_WORK REQUEST:_ In the entries that follow, find the line containing "the probe fails."; from there, copy every line exactly through the line containing "async fn reconnect_if_open(&self)".

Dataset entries
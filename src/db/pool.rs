//! Connection pool lifecycle and health tracking.
//!
//! This module owns the single pool slot behind the client. Establishment
//! retries with exponential backoff, every handed-out pool has passed a
//! liveness probe, and health state steers the statement retry path.
//!
//! # Concurrency
//!
//! - The pool slot sits behind an `RwLock`; operations clone the pool handle
//!   out and never hold the lock across an await on database work.
//! - A `Mutex` gate serializes `connect` and `close`. A caller that queues
//!   behind an in-flight `connect` observes its result instead of re-dialing.
//! - Health flags are atomics, readable from any task without locking.

use crate::backoff;
use crate::config::{DbConfig, DbTarget};
use crate::error::{DbError, DbResult};
use serde::Serialize;
use sqlx::{
    MySqlPool, SqlitePool, mysql::MySqlConnectOptions, mysql::MySqlPoolOptions,
    sqlite::SqliteConnectOptions, sqlite::SqlitePoolOptions,
};
use std::sync::atomic::{AtomicBool, AtomicU32, AtomicU64, Ordering};
use std::time::Duration;
use tokio::sync::{Mutex, RwLock};
use tracing::{debug, info, warn};

/// Database-specific connection pool (avoids AnyPool limitations).
#[derive(Debug, Clone)]
pub enum DbPool {
    MySql(MySqlPool),
    Sqlite(SqlitePool),
}

impl DbPool {
    /// Close the connection pool.
    pub async fn close(&self) {
        match self {
            DbPool::MySql(pool) => pool.close().await,
            DbPool::Sqlite(pool) => pool.close().await,
        }
    }

    /// Total connections currently open.
    pub fn size(&self) -> u32 {
        match self {
            DbPool::MySql(pool) => pool.size(),
            DbPool::Sqlite(pool) => pool.size(),
        }
    }

    /// Connections sitting idle in the pool.
    pub fn num_idle(&self) -> usize {
        match self {
            DbPool::MySql(pool) => pool.num_idle(),
            DbPool::Sqlite(pool) => pool.num_idle(),
        }
    }

    pub fn backend_name(&self) -> &'static str {
        match self {
            DbPool::MySql(_) => "mysql",
            DbPool::Sqlite(_) => "sqlite",
        }
    }

    /// Round-trip liveness probe.
    pub(crate) async fn probe(&self) -> Result<(), sqlx::Error> {
        match self {
            DbPool::MySql(pool) => {
                sqlx::query_scalar::<_, i64>("SELECT 1").fetch_one(pool).await?;
            }
            DbPool::Sqlite(pool) => {
                sqlx::query_scalar::<_, i64>("SELECT 1").fetch_one(pool).await?;
            }
        }
        Ok(())
    }
}

/// Point-in-time pool observability snapshot.
#[derive(Debug, Clone, PartialEq, Serialize)]
pub struct PoolStatus {
    pub healthy: bool,
    /// Attempts burned by the most recent establishment loop; zero after a
    /// successful connect.
    pub connect_attempts: u32,
    /// Backoff applied after the most recent failed attempt.
    pub last_backoff: Option<Duration>,
    pub size: u32,
    pub idle: usize,
}

#[derive(Debug, Default)]
struct HealthState {
    healthy: AtomicBool,
    connect_attempts: AtomicU32,
    last_backoff_ms: AtomicU64,
}

impl HealthState {
    fn is_healthy(&self) -> bool {
        self.healthy.load(Ordering::Acquire)
    }

    fn mark_healthy(&self) {
        self.healthy.store(true, Ordering::Release);
        self.connect_attempts.store(0, Ordering::Release);
        self.last_backoff_ms.store(0, Ordering::Release);
    }

    fn mark_unhealthy(&self) {
        self.healthy.store(false, Ordering::Release);
    }

    fn record_failed_attempt(&self, wait: Duration) {
        self.healthy.store(false, Ordering::Release);
        self.connect_attempts.fetch_add(1, Ordering::AcqRel);
        self.last_backoff_ms
            .store(wait.as_millis() as u64, Ordering::Release);
    }
}

#[derive(Debug, Default)]
struct PoolSlot {
    pool: Option<DbPool>,
    /// Set by `close`; cleared by the next successful `connect`. While set,
    /// operations fail with `NotConnected` instead of auto-reconnecting.
    closed: bool,
}

/// Owns the pool and its health state.
///
/// All client operations go through this manager. It is cheap to share behind
/// an `Arc`; every method takes `&self`.
#[derive(Debug)]
pub struct PoolManager {
    config: DbConfig,
    slot: RwLock<PoolSlot>,
    health: HealthState,
    /// Serializes establishment and teardown.
    connect_gate: Mutex<()>,
}

impl PoolManager {
    pub fn new(config: DbConfig) -> Self {
        Self {
            config,
            slot: RwLock::new(PoolSlot::default()),
            health: HealthState::default(),
            connect_gate: Mutex::new(()),
        }
    }

    pub fn config(&self) -> &DbConfig {
        &self.config
    }

    pub(crate) fn is_healthy(&self) -> bool {
        self.health.is_healthy()
    }

    pub(crate) fn mark_unhealthy(&self) {
        self.health.mark_unhealthy();
    }

    /// Current pool handle, if one is established.
    pub(crate) async fn current_pool(&self) -> Option<DbPool> {
        self.slot.read().await.pool.clone()
    }

    /// Fail fast when the manager was explicitly closed.
    pub(crate) async fn ensure_open(&self) -> DbResult<()> {
        if self.slot.read().await.closed {
            return Err(DbError::NotConnected);
        }
        Ok(())
    }

    /// Establish the pool, retrying with exponential backoff.
    ///
    /// Already connected and healthy is a no-op. Concurrent callers queue on
    /// the gate and see the in-flight attempt's outcome. After the configured
    /// attempts are exhausted the error carries the attempt count; a backoff
    /// wait runs after every failed attempt, the last one included.
    pub async fn connect(&self) -> DbResult<()> {
        let _gate = self.connect_gate.lock().await;

        {
            let slot = self.slot.read().await;
            if slot.pool.is_some() && self.health.is_healthy() {
                debug!(target = %self.config.target, "Already connected; skipping establishment");
                return Ok(());
            }
        }

        self.establish_gated().await
    }

    /// Establishment loop. Caller must hold the connect gate.
    async fn establish_gated(&self) -> DbResult<()> {
        let attempts = self.config.retry.connect_attempts_or_default();
        let base = self.config.retry.connect_backoff_base_or_default();
        let cap = self.config.retry.connect_backoff_cap_or_default();
        let mut last_error = String::from("no attempt made");

        for attempt in 1..=attempts {
            // A pool left over from a previous life is torn down first.
            // Teardown errors are swallowed; the old pool is dead weight.
            let stale = { self.slot.write().await.pool.take() };
            if let Some(pool) = stale {
                pool.close().await;
            }

            match self.try_establish().await {
                Ok(pool) => {
                    info!(
                        target = %self.config.target,
                        backend = pool.backend_name(),
                        attempt,
                        "Database pool established"
                    );
                    {
                        let mut slot = self.slot.write().await;
                        slot.pool = Some(pool);
                        slot.closed = false;
                    }
                    self.health.mark_healthy();
                    return Ok(());
                }
                Err(e) => {
                    let wait = backoff::reconnect_delay(base, cap, attempt);
                    last_error = e.to_string();
                    self.health.record_failed_attempt(wait);
                    warn!(
                        target = %self.config.target,
                        attempt,
                        max_attempts = attempts,
                        wait_ms = wait.as_millis() as u64,
                        error = %e,
                        "Connection attempt failed"
                    );
                    tokio::time::sleep(wait).await;
                }
            }
        }

        Err(DbError::connection_failure(attempts, last_error))
    }

    /// Build a pool and probe it; only a probed pool is handed out.
    async fn try_establish(&self) -> Result<DbPool, sqlx::Error> {
        let pool = self.build_pool().await?;
        if let Err(e) = pool.probe().await {
            pool.close().await;
            return Err(e);
        }
        Ok(pool)
    }

    async fn build_pool(&self) -> Result<DbPool, sqlx::Error> {
        let options = &self.config.pool;
        let is_sqlite = self.config.target.is_sqlite();

        match &self.config.target {
            DbTarget::MySql(target) => {
                let connect = MySqlConnectOptions::new()
                    .host(&target.host)
                    .port(target.port)
                    .username(&target.user)
                    .password(&target.password)
                    .database(&target.database)
                    .charset("utf8mb4");
                let pool = MySqlPoolOptions::new()
                    .max_connections(options.max_connections_or_default(is_sqlite))
                    .min_connections(options.min_connections_or_default())
                    .acquire_timeout(options.acquire_timeout_or_default())
                    .idle_timeout(Some(options.idle_timeout_or_default()))
                    .test_before_acquire(options.test_before_acquire_or_default())
                    .connect_with(connect)
                    .await?;
                Ok(DbPool::MySql(pool))
            }
            DbTarget::Sqlite(target) => {
                let connect = SqliteConnectOptions::new()
                    .filename(&target.path)
                    .create_if_missing(target.create_if_missing)
                    .busy_timeout(Duration::from_secs(5));
                let pool = SqlitePoolOptions::new()
                    .max_connections(options.max_connections_or_default(is_sqlite))
                    .min_connections(options.min_connections_or_default())
                    .acquire_timeout(options.acquire_timeout_or_default())
                    .idle_timeout(Some(options.idle_timeout_or_default()))
                    .test_before_acquire(options.test_before_acquire_or_default())
                    .connect_with(connect)
                    .await?;
                Ok(DbPool::Sqlite(pool))
            }
        }
    }

    /// Probe the connection, reconnecting when the probe fails.
    ///
    /// Returns true when a usable pool is in place afterwards. Never connected
    /// delegates to [`connect`](Self::connect); explicitly closed returns
    /// false without reviving the pool.
    pub async fn check_connection(&self) -> bool {
        let (pool, closed) = {
            let slot = self.slot.read().await;
            (slot.pool.clone(), slot.closed)
        };
        if closed {
            return false;
        }

        match pool {
            None => self.connect().await.is_ok(),
            Some(pool) => match pool.probe().await {
                Ok(()) => {
                    self.health.mark_healthy();
                    true
                }
                Err(e) => {
                    warn!(
                        target = %self.config.target,
                        error = %e,
                        "Liveness probe failed; reconnecting"
                    );
                    self.health.mark_unhealthy();
                    self.reconnect_if_open().await
                }
            },
        }
    }

    /// Reconnect behind the gate unless `close` won the race meanwhile.
    ///
    /// Only an explicit [`connect`](Self::connect) may revive a closed
    /// manager; the internal probe-failure path must not.
    async fn reconnect_if_open(&self) -> bool {
        let _gate = self.connect_gate.lock().await;
        {
            let slot = self.slot.read().await;
            if slot.closed {
                return false;
            }
            if slot.pool.is_some() && self.health.is_healthy() {
                return true;
            }
        }
        self.establish_gated().await.is_ok()
    }

    /// Close the pool and render the manager unusable until the next
    /// explicit [`connect`](Self::connect).
    pub async fn close(&self) -> DbResult<()> {
        let _gate = self.connect_gate.lock().await;

        let pool = {
            let mut slot = self.slot.write().await;
            match slot.pool.take() {
                None => return Err(DbError::NotConnected),
                Some(pool) => {
                    slot.closed = true;
                    pool
                }
            }
        };
        self.health.mark_unhealthy();
        pool.close().await;
        info!(target = %self.config.target, "Database pool closed");
        Ok(())
    }

    /// Observability snapshot.
    pub async fn status(&self) -> PoolStatus {
        let slot = self.slot.read().await;
        let (size, idle) = match &slot.pool {
            Some(pool) => (pool.size(), pool.num_idle()),
            None => (0, 0),
        };
        let backoff_ms = self.health.last_backoff_ms.load(Ordering::Acquire);
        PoolStatus {
            healthy: self.health.is_healthy(),
            connect_attempts: self.health.connect_attempts.load(Ordering::Acquire),
            last_backoff: (backoff_ms > 0).then(|| Duration::from_millis(backoff_ms)),
            size,
            idle,
        }
    }
}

_SOLUTION FOR THIS PROBLEM:_
    /// Probe the connection, reconnecting when the probe fails.
    ///
    /// Returns true when a usable pool is in place afterwards. Never connected
    /// delegates to [`connect`](Self::connect); explicitly closed returns
    /// false without reviving the pool.
    pub async fn check_connection(&self) -> bool {
        let (pool, closed) = {
            let slot = self.slot.read().await;
            (slot.pool.clone(), slot.closed)
        };
        if closed {
            return false;
        }

        match pool {
            None => self.connect().await.is_ok(),
            Some(pool) => match pool.probe().await {
                Ok(()) => {
                    self.health.mark_healthy();
                    true
                }
                Err(e) => {
                    warn!(
                        target = %self.config.target,
                        error = %e,
                        "Liveness probe failed; reconnecting"
                    );
                    self.health.mark_unhealthy();
                    self.reconnect_if_open().await
                }
            },
        }
    }

    /// Reconnect behind the gate unless `close` won the race meanwhile.
    ///
    /// Only an explicit [`connect`](Self::connect) may revive a closed
    /// manager; the internal probe-failure path must not.
    async fn reconnect_if_open(&self) -> bool {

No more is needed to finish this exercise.